Unfortunately, neither redirects nor vanity URLs are going to give much granularity, beyond the source and medium.
Creating QR codes
QR codes are a great way of bridging the gap between Print and Digital.
Because you can create a unique QR code - and therefore a unique campaign link - for each type of printed creative, they give much greater granularity of data than Redirects or Vanity URLs.
You can find easy ways of creating single QR codes in browsers like Chrome, but these solutions don’t scale well.
Again, this is where a proper Campaign Tracking platform like Uplifter can help.
Campaign link best practices to improve tracking accuracy
In this final section, we've put together best practice tips from our 15 years of experience building campaign links.
Assign a campaign owner
Designate someone to be accountable for ensuring all campaigns are tracked correctly and for adding new values.
Agree on a campaign tracking taxonomy
Get everyone to agree on a common structure that covers the parameters that they need now, not what they think they might need.
Keep parameter names short
Keep any parameter names under 20 characters.
Keep parameter values short and simple
Choose simple, understandable names to help users interpret the data. They shouldn't need to use a lookup table.
Use unique names for every campaign
Using the same name for two campaigns will combine all traffic into one pot – impossible to separate.
Avoid inappropriate language
Remember, your visitors can see campaign codes in their browser, so avoid using inappropriate words in them!
Use lowercase for all parameters
Never use capitals, so you won’t have split reports when someone accidentally uses upper case.
Use underscores instead of spaces
Spaces could break the code. Use underscores or plus symbols (+) instead.
Use special characters appropriately
Don’t use question marks (?), ampersands (&) and the equals (=) symbols. Other special characters may be interpreted by the browser as code.
Use only the needed parameters
Complete only the necessary fields. Don’t label the term or content fields as 'none' if they are not being used.
Handle redirects properly
If your landing page includes a redirect, add campaign codes to both the original landing page and the redirect page. Otherwise, the original landing page could be picked up as the referrer.

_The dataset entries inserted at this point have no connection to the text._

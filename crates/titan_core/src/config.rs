//! Game configuration.
//!
//! Every tunable number of a match lives here. [`GameConfig::default`]
//! reproduces the stock game; RON overrides let balance runs vary the
//! playfield, economy or wave table without touching code.

use serde::{Deserialize, Serialize};

use crate::archetype::{ArchetypeData, Catalog};
use crate::error::{GameError, Result};
use crate::wave::{default_waves, WaveDefinition};

/// Largest playfield width, height or lane extent accepted by
/// [`GameConfig::validate`].
pub const MAX_EXTENT: i32 = 1_000_000;

/// Largest collision radius accepted by [`GameConfig::validate`]; keeps the
/// squared radius inside the fixed-point range.
pub const MAX_COLLISION_RADIUS: i32 = 30_000;

/// Playfield dimensions in world units.
#[derive(Debug, Clone, Copy, PartialEq, Eq, Serialize, Deserialize)]
pub struct Playfield {
    /// Horizontal extent; player units leave at `x >= width`.
    pub width: i32,
    /// Vertical extent (informational for renderers).
    pub height: i32,
}

impl Default for Playfield {
    fn default() -> Self {
        Self {
            width: 1000,
            height: 400,
        }
    }
}

/// Movement, spawning and collision constants.
#[derive(Debug, Clone, Copy, PartialEq, Eq, Serialize, Deserialize)]
pub struct CombatRules {
    /// Units collide when strictly closer than this.
    pub collision_radius: i32,
    /// Horizontal speed per tick (player +, enemy -).
    pub unit_speed: i32,
    /// Distance from the edge at which units enter the field.
    pub edge_inset: i32,
    /// Lowest spawn y.
    pub lane_min_y: i32,
    /// Spawn band height; y is drawn from `[lane_min_y, lane_min_y + lane_span)`.
    pub lane_span: i32,
    /// Unit bounding box width.
    pub unit_width: i32,
    /// Unit bounding box height.
    pub unit_height: i32,
    /// Percent of a surviving enemy's attack that bleeds through to player hp.
    pub chip_damage_pct: u32,
    /// Player hp lost when an enemy crosses the left edge.
    pub breach_damage: u32,
    /// Base ticks between enemy spawns.
    pub base_spawn_interval: u32,
    /// Ticks removed from the interval per 1.0 of wave difficulty.
    pub spawn_interval_step: u32,
    /// Enemy hp and attack scale on easy, in percent.
    pub easy_enemy_scale_pct: u32,
}

impl Default for CombatRules {
    fn default() -> Self {
        Self {
            collision_radius: 50,
            unit_speed: 3,
            edge_inset: 50,
            lane_min_y: 100,
            lane_span: 200,
            unit_width: 40,
            unit_height: 50,
            chip_damage_pct: 10,
            breach_damage: 10,
            base_spawn_interval: 60,
            spawn_interval_step: 5,
            easy_enemy_scale_pct: 80,
        }
    }
}

/// Gold income rules.
#[derive(Debug, Clone, Copy, PartialEq, Eq, Serialize, Deserialize)]
pub struct EconomyRules {
    /// Gold for killing an enemy.
    pub kill_reward: u32,
    /// Gold returned after every deploy.
    pub deploy_rebate: u32,
    /// Gold granted by a passive drift roll.
    pub drift_amount: u32,
    /// Drift chance numerator.
    pub drift_numerator: u32,
    /// Drift chance denominator.
    pub drift_denominator: u32,
    /// Bonus percent per gold-increase upgrade.
    pub bonus_pct_per_upgrade: u32,
}

impl Default for EconomyRules {
    fn default() -> Self {
        Self {
            kill_reward: 10,
            deploy_rebate: 2,
            drift_amount: 1,
            drift_numerator: 1,
            drift_denominator: 50,
            bonus_pct_per_upgrade: 10,
        }
    }
}

/// Upgrade prices and effect sizes.
#[derive(Debug, Clone, Copy, PartialEq, Eq, Serialize, Deserialize)]
pub struct UpgradePrices {
    /// Price of raising every archetype's level.
    pub character_level: u32,
    /// Price of one gold-increase step.
    pub gold_increase: u32,
    /// Price of one hp-increase step.
    pub hp_increase: u32,
    /// Price of one attack-increase step.
    pub attack_increase: u32,
    /// Current and max hp granted per hp-increase.
    pub hp_per_upgrade: u32,
}

impl Default for UpgradePrices {
    fn default() -> Self {
        Self {
            character_level: 100,
            gold_increase: 80,
            hp_increase: 120,
            attack_increase: 100,
            hp_per_upgrade: 20,
        }
    }
}

/// Complete configuration of a match.
#[derive(Debug, Clone, PartialEq, Eq, Serialize, Deserialize)]
pub struct GameConfig {
    /// Gold at the start of a game.
    pub starting_gold: u32,
    /// Player hp (and max hp) at the start of a game.
    pub starting_hp: u32,
    /// Field dimensions.
    #[serde(default)]
    pub playfield: Playfield,
    /// Combat constants.
    #[serde(default)]
    pub combat: CombatRules,
    /// Economy constants.
    #[serde(default)]
    pub economy: EconomyRules,
    /// Upgrade prices.
    #[serde(default)]
    pub upgrades: UpgradePrices,
    /// Wave table, first wave first.
    #[serde(default = "default_waves")]
    pub waves: Vec<WaveDefinition>,
    /// Archetype definitions; `None` uses the built-in ten.
    #[serde(default)]
    pub archetypes: Option<Vec<ArchetypeData>>,
}

impl Default for GameConfig {
    fn default() -> Self {
        Self {
            starting_gold: 50,
            starting_hp: 100,
            playfield: Playfield::default(),
            combat: CombatRules::default(),
            economy: EconomyRules::default(),
            upgrades: UpgradePrices::default(),
            waves: default_waves(),
            archetypes: None,
        }
    }
}

impl GameConfig {
    /// Parse and validate a RON configuration.
    pub fn from_ron_str(ron_str: &str) -> Result<Self> {
        let config: Self = ron::from_str(ron_str).map_err(|e| GameError::DataParseError {
            what: "game config".to_string(),
            message: e.to_string(),
        })?;
        config.validate()?;
        Ok(config)
    }

    /// Serialize to pretty RON.
    pub fn to_ron_string(&self) -> Result<String> {
        ron::ser::to_string_pretty(self, ron::ser::PrettyConfig::default())
            .map_err(|e| GameError::InvalidConfig(e.to_string()))
    }

    /// Number of waves in the table.
    #[must_use]
    pub fn total_waves(&self) -> u32 {
        self.waves.len() as u32
    }

    /// Build the archetype catalog this config describes.
    pub fn catalog(&self) -> Result<Catalog> {
        match &self.archetypes {
            Some(definitions) => Catalog::from_definitions(definitions.clone()),
            None => Ok(Catalog::default()),
        }
    }

    /// Reject configurations that cannot run a game.
    pub fn validate(&self) -> Result<()> {
        if self.waves.is_empty() {
            return Err(GameError::InvalidConfig(
                "wave table must not be empty".to_string(),
            ));
        }
        if self.playfield.width > MAX_EXTENT || self.playfield.height > MAX_EXTENT {
            return Err(GameError::InvalidConfig(format!(
                "playfield {}x{} exceeds the {MAX_EXTENT} unit limit",
                self.playfield.width, self.playfield.height
            )));
        }
        if self.combat.edge_inset < 0
            || self.playfield.width <= self.combat.edge_inset.saturating_mul(2)
        {
            return Err(GameError::InvalidConfig(format!(
                "playfield width {} leaves no room between edge insets of {}",
                self.playfield.width, self.combat.edge_inset
            )));
        }
        if self.combat.lane_span <= 0 {
            return Err(GameError::InvalidConfig(
                "lane_span must be positive".to_string(),
            ));
        }
        let lane_top = self.combat.lane_min_y.checked_add(self.combat.lane_span);
        if self.combat.lane_min_y.saturating_abs() > MAX_EXTENT
            || lane_top.map_or(true, |top| top > MAX_EXTENT)
        {
            return Err(GameError::InvalidConfig(format!(
                "lane {}..+{} exceeds the {MAX_EXTENT} unit limit",
                self.combat.lane_min_y, self.combat.lane_span
            )));
        }
        if !(1..=MAX_COLLISION_RADIUS).contains(&self.combat.collision_radius) {
            return Err(GameError::InvalidConfig(format!(
                "collision_radius {} must be in 1..={MAX_COLLISION_RADIUS}",
                self.combat.collision_radius
            )));
        }
        if self.economy.drift_denominator == 0
            || self.economy.drift_numerator > self.economy.drift_denominator
        {
            return Err(GameError::InvalidConfig(format!(
                "drift chance {}/{} is not a probability",
                self.economy.drift_numerator, self.economy.drift_denominator
            )));
        }
        self.catalog()?;
        Ok(())
    }
}

#[cfg(test)]
mod tests {
    use super::*;

    #[test]
    fn test_default_config_is_valid() {
        let config = GameConfig::default();
        assert!(config.validate().is_ok());
        assert_eq!(config.total_waves(), 10);
        assert_eq!(config.starting_gold, 50);
    }

    #[test]
    fn test_partial_ron_uses_defaults() {
        let config = GameConfig::from_ron_str(
            "(starting_gold: 500, starting_hp: 40, waves: [(enemies: 1, difficulty_pct: 100)])",
        )
        .unwrap();
        assert_eq!(config.starting_gold, 500);
        assert_eq!(config.total_waves(), 1);
        assert_eq!(config.combat, CombatRules::default());
        assert_eq!(config.catalog().unwrap().len(), 10);
    }

    #[test]
    fn test_ron_round_trip() {
        let config = GameConfig::default();
        let text = config.to_ron_string().unwrap();
        assert_eq!(GameConfig::from_ron_str(&text).unwrap(), config);
    }

    #[test]
    fn test_empty_waves_rejected() {
        let err = GameConfig::from_ron_str("(starting_gold: 1, starting_hp: 1, waves: [])")
            .unwrap_err();
        assert!(matches!(err, GameError::InvalidConfig(_)));
    }

    #[test]
    fn test_oversized_geometry_rejected() {
        let mut config = GameConfig::default();
        config.playfield.width = MAX_EXTENT + 1;
        assert!(matches!(config.validate(), Err(GameError::InvalidConfig(_))));

        let mut config = GameConfig::default();
        config.combat.lane_span = i32::MAX;
        assert!(matches!(config.validate(), Err(GameError::InvalidConfig(_))));

        let mut config = GameConfig::default();
        config.combat.collision_radius = MAX_COLLISION_RADIUS + 1;
        assert!(matches!(config.validate(), Err(GameError::InvalidConfig(_))));

        let mut config = GameConfig::default();
        config.playfield.width = MAX_EXTENT;
        assert!(config.validate().is_ok());
    }

    #[test]
    fn test_bad_drift_rejected() {
        let mut config = GameConfig::default();
        config.economy.drift_denominator = 0;
        assert!(config.validate().is_err());
    }
}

Don't use campaign codes on internal links
If you do, your campaign data will be overwritten. Use internal promotion code parameters for tracking internal links.
Aim for 100% tracked campaigns
Of course, not all traffic will be tracked (someone might put a regular link into a review, for example), but look at any untracked traffic to see if you are missing some campaign links.
That’s it. You now have the knowledge to create and deploy campaign codes successfully.
Remember, good tracking is essential to running great campaigns.
Following the advice in this guide will help you measure your marketing and ultimately make your organisation more successful.
Good luck!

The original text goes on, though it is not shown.